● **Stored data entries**
■ ■ ■ ■ ■
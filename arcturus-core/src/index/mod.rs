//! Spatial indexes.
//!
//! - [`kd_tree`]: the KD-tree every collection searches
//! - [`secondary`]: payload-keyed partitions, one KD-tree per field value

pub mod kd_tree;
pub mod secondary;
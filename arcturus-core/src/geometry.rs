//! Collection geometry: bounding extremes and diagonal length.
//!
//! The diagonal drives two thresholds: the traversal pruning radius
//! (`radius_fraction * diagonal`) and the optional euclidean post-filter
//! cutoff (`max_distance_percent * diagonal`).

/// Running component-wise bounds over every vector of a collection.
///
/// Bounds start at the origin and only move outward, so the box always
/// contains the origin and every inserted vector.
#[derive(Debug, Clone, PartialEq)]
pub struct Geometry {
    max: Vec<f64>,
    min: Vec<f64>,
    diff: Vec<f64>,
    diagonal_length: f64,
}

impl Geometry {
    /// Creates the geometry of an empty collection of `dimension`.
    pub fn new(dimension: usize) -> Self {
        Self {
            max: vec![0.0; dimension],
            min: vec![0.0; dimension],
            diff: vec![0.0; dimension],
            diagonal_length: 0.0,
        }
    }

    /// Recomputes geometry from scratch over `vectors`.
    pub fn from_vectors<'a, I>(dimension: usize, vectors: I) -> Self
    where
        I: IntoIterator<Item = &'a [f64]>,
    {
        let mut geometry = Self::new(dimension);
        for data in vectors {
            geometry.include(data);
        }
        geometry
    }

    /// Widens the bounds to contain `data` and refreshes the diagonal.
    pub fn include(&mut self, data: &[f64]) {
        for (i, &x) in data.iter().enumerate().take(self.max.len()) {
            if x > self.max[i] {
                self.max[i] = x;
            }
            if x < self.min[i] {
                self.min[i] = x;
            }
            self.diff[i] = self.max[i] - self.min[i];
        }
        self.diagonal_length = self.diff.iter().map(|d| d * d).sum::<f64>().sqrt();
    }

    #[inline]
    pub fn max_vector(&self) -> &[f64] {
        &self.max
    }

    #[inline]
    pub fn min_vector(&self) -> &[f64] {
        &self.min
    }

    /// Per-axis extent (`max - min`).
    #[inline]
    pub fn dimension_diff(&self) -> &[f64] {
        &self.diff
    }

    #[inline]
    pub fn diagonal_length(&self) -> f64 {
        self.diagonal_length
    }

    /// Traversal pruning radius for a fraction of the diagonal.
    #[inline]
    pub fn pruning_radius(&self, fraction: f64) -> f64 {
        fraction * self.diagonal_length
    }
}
■ ■ ■ ■ ■
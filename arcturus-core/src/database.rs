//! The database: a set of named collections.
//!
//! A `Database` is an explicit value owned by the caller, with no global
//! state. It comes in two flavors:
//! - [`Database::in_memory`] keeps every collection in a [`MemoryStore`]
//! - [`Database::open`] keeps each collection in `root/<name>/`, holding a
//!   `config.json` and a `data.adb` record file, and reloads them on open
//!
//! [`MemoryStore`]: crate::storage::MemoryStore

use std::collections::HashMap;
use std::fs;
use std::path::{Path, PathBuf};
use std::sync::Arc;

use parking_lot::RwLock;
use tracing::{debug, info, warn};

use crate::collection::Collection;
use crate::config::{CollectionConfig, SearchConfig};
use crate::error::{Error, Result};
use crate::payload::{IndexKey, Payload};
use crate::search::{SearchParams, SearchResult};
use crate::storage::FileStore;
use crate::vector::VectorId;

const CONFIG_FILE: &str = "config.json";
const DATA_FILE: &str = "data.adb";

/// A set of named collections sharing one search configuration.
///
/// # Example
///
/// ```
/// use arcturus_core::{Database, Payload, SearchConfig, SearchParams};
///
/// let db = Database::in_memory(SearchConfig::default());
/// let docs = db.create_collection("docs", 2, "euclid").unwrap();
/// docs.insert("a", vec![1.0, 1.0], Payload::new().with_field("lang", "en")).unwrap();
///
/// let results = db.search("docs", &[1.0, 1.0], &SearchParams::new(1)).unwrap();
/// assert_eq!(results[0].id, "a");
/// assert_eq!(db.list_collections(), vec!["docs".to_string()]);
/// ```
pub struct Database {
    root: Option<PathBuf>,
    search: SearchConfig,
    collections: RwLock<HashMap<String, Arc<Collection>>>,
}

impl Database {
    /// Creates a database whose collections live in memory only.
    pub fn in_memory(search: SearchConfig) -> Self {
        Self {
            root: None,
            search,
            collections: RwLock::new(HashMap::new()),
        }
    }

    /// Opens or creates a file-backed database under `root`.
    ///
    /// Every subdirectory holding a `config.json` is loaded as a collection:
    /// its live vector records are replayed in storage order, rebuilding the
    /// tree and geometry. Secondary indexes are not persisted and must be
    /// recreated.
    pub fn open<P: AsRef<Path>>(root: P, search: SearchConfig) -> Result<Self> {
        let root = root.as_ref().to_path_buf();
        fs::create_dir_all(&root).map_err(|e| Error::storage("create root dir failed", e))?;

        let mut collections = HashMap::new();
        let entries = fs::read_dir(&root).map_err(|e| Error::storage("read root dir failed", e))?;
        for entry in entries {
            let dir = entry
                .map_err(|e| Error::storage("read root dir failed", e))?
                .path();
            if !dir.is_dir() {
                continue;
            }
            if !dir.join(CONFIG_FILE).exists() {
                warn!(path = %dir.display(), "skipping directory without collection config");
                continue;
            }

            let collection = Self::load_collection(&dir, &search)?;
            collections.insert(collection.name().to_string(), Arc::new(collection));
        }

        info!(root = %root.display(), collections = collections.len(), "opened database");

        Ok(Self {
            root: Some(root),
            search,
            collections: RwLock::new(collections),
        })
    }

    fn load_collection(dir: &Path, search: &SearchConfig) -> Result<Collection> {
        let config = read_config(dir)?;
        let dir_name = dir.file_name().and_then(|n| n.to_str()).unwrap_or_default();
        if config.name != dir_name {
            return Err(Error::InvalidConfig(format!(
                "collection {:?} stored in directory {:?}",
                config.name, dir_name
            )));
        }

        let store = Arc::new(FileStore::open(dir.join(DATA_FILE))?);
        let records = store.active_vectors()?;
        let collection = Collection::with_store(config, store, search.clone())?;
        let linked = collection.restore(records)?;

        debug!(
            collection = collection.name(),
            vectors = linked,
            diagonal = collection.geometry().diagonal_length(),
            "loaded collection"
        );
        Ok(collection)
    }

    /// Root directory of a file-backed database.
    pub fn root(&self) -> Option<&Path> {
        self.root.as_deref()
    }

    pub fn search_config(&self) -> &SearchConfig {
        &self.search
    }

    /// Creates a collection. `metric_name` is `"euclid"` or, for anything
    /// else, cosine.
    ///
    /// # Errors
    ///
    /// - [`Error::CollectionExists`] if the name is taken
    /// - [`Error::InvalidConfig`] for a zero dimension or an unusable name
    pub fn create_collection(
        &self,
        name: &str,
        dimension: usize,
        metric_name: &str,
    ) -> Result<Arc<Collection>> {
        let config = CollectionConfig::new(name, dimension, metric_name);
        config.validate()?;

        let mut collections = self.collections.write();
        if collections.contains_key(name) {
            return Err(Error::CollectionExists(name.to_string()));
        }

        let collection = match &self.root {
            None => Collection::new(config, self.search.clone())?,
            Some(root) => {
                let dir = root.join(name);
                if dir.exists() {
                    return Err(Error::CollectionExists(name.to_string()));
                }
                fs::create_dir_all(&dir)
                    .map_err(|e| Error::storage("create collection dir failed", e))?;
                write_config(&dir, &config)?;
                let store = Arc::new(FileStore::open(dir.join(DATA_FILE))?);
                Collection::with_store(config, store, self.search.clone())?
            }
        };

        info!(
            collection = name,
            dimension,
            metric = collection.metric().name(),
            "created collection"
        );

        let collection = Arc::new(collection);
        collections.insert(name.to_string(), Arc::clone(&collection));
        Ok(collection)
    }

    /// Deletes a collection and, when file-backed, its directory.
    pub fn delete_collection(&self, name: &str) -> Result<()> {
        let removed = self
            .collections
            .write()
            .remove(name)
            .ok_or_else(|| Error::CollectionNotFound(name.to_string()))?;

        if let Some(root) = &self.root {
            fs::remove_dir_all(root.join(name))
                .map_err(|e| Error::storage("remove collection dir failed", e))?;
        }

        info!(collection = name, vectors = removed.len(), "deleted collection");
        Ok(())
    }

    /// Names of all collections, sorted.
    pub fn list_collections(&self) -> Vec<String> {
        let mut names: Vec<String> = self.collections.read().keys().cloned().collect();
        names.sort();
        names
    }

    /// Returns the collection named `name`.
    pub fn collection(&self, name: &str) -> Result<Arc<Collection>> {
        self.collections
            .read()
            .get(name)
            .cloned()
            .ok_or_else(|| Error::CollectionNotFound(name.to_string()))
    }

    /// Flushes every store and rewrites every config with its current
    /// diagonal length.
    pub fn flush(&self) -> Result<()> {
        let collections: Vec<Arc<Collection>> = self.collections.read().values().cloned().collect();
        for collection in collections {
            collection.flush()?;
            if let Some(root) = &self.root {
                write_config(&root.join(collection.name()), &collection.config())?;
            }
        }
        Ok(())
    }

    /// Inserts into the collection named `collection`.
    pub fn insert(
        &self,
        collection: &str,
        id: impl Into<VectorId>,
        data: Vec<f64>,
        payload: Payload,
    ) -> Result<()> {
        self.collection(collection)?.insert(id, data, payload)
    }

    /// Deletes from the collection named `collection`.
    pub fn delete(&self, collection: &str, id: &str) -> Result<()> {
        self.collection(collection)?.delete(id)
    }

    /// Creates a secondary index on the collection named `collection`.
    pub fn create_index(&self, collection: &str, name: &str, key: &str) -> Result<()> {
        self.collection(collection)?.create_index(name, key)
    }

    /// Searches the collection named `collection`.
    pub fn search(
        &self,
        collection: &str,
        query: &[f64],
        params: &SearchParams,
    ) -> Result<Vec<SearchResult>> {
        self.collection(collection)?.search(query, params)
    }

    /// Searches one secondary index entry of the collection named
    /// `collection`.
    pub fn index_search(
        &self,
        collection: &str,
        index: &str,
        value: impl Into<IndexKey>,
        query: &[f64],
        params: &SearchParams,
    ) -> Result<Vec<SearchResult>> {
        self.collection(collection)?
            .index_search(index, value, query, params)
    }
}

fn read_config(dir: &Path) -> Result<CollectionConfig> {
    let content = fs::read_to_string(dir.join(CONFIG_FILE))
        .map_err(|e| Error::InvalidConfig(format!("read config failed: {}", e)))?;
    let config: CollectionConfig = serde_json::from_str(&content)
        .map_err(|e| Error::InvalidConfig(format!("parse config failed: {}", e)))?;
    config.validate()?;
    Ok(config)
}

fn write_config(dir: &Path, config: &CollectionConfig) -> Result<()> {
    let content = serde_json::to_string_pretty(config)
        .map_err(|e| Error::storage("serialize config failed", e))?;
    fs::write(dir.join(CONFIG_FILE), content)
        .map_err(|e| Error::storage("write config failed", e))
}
■ ■ ■ ■ ■
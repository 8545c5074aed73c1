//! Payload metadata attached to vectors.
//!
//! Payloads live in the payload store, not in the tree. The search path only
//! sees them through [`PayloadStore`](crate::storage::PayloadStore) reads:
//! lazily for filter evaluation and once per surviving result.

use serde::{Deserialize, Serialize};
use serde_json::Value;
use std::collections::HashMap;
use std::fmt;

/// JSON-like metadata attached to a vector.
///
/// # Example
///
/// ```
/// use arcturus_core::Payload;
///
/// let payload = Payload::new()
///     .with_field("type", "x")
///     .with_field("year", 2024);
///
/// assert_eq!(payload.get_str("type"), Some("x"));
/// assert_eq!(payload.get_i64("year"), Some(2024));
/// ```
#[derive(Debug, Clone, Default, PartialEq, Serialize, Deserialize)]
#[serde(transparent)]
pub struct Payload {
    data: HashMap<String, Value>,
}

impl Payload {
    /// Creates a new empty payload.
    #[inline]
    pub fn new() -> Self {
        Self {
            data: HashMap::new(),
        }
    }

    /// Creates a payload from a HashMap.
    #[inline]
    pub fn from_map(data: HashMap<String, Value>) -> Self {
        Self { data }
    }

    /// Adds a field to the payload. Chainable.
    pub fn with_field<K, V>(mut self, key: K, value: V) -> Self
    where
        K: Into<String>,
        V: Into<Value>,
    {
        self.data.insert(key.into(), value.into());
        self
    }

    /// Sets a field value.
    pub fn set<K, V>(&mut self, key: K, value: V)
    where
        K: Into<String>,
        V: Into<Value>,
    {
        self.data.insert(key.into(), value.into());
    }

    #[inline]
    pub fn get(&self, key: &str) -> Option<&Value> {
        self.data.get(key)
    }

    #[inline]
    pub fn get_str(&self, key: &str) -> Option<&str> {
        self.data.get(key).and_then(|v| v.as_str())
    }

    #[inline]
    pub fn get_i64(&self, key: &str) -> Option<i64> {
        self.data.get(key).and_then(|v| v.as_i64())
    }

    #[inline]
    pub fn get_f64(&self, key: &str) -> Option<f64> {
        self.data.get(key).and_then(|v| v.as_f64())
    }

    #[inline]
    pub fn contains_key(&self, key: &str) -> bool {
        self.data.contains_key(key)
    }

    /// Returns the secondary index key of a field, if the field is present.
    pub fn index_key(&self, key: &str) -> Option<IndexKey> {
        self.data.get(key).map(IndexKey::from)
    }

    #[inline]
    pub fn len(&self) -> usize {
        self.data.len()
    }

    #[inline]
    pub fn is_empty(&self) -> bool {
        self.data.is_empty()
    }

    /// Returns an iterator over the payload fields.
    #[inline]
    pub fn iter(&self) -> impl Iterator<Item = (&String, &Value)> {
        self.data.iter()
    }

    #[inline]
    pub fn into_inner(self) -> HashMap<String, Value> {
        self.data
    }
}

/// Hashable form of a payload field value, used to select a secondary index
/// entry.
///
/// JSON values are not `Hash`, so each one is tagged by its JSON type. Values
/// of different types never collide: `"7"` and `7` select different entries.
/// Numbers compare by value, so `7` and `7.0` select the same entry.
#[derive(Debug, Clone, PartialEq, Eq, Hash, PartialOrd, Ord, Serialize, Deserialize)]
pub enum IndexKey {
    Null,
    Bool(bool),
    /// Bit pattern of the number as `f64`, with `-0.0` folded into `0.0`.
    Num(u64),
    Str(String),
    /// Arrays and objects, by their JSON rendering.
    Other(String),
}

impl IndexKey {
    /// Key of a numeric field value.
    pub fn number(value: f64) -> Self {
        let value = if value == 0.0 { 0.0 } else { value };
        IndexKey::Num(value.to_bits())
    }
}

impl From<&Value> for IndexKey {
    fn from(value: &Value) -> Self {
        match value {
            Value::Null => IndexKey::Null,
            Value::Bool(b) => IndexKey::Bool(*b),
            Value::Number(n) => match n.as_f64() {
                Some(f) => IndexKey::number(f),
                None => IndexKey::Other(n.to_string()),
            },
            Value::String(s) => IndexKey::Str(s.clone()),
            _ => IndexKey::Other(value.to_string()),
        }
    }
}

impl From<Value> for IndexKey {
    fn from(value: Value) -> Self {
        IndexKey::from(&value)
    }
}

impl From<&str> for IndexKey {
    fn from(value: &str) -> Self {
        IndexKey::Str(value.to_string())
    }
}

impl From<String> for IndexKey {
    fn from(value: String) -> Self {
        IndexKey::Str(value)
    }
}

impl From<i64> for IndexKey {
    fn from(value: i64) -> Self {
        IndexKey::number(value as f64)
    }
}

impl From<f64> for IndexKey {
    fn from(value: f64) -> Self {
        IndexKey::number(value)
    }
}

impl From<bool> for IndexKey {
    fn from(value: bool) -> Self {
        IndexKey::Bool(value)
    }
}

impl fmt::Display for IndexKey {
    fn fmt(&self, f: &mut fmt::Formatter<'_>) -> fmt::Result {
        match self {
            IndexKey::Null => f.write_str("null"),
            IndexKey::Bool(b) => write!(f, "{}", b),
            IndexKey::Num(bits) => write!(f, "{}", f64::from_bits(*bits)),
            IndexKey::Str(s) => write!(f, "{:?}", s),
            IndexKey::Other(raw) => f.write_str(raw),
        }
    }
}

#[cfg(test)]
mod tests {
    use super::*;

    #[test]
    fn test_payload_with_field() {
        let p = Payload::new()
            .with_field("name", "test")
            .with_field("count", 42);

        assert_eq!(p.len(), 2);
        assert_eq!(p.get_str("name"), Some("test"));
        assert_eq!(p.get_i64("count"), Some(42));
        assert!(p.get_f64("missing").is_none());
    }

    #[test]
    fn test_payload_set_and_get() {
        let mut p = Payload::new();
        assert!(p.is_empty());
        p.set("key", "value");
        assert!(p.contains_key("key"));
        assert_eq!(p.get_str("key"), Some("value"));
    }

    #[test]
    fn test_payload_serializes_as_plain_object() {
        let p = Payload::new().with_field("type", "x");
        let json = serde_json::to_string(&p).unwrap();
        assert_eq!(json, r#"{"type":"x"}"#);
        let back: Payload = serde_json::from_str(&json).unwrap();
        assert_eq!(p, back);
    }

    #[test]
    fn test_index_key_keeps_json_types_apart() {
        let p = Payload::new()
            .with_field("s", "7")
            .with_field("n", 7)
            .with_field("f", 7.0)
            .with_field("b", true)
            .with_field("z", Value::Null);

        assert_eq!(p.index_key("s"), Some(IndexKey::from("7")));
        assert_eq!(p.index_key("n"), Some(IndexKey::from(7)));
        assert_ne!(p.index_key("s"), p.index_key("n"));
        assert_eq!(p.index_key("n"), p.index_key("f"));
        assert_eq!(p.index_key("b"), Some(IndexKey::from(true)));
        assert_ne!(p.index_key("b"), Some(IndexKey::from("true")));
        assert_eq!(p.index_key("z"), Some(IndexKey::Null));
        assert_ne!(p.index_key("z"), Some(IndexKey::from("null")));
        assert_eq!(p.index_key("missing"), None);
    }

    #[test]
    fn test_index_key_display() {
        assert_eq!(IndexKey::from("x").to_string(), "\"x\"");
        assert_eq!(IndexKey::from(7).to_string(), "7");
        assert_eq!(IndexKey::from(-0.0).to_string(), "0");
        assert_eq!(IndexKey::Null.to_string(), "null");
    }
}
■ ■ ■ ■ ■
● **TASK**
Your answer should be the exact lines above from the one with "pub fn number(value: f64)" through the one with "impl From<i64> for", both included, and nothing besides.

● **ANSWER TO THE PROBLEM**
    pub fn number(value: f64) -> Self {
        let value = if value == 0.0 { 0.0 } else { value };
        IndexKey::Num(value.to_bits())
    }
}

impl From<&Value> for IndexKey {
    fn from(value: &Value) -> Self {
        match value {
            Value::Null => IndexKey::Null,
            Value::Bool(b) => IndexKey::Bool(*b),
            Value::Number(n) => match n.as_f64() {
                Some(f) => IndexKey::number(f),
                None => IndexKey::Other(n.to_string()),
            },
            Value::String(s) => IndexKey::Str(s.clone()),
            _ => IndexKey::Other(value.to_string()),
        }
    }
}

impl From<Value> for IndexKey {
    fn from(value: Value) -> Self {
        IndexKey::from(&value)
    }
}

impl From<&str> for IndexKey {
    fn from(value: &str) -> Self {
        IndexKey::Str(value.to_string())
    }
}

impl From<String> for IndexKey {
    fn from(value: String) -> Self {
        IndexKey::Str(value)
    }
}

impl From<i64> for IndexKey {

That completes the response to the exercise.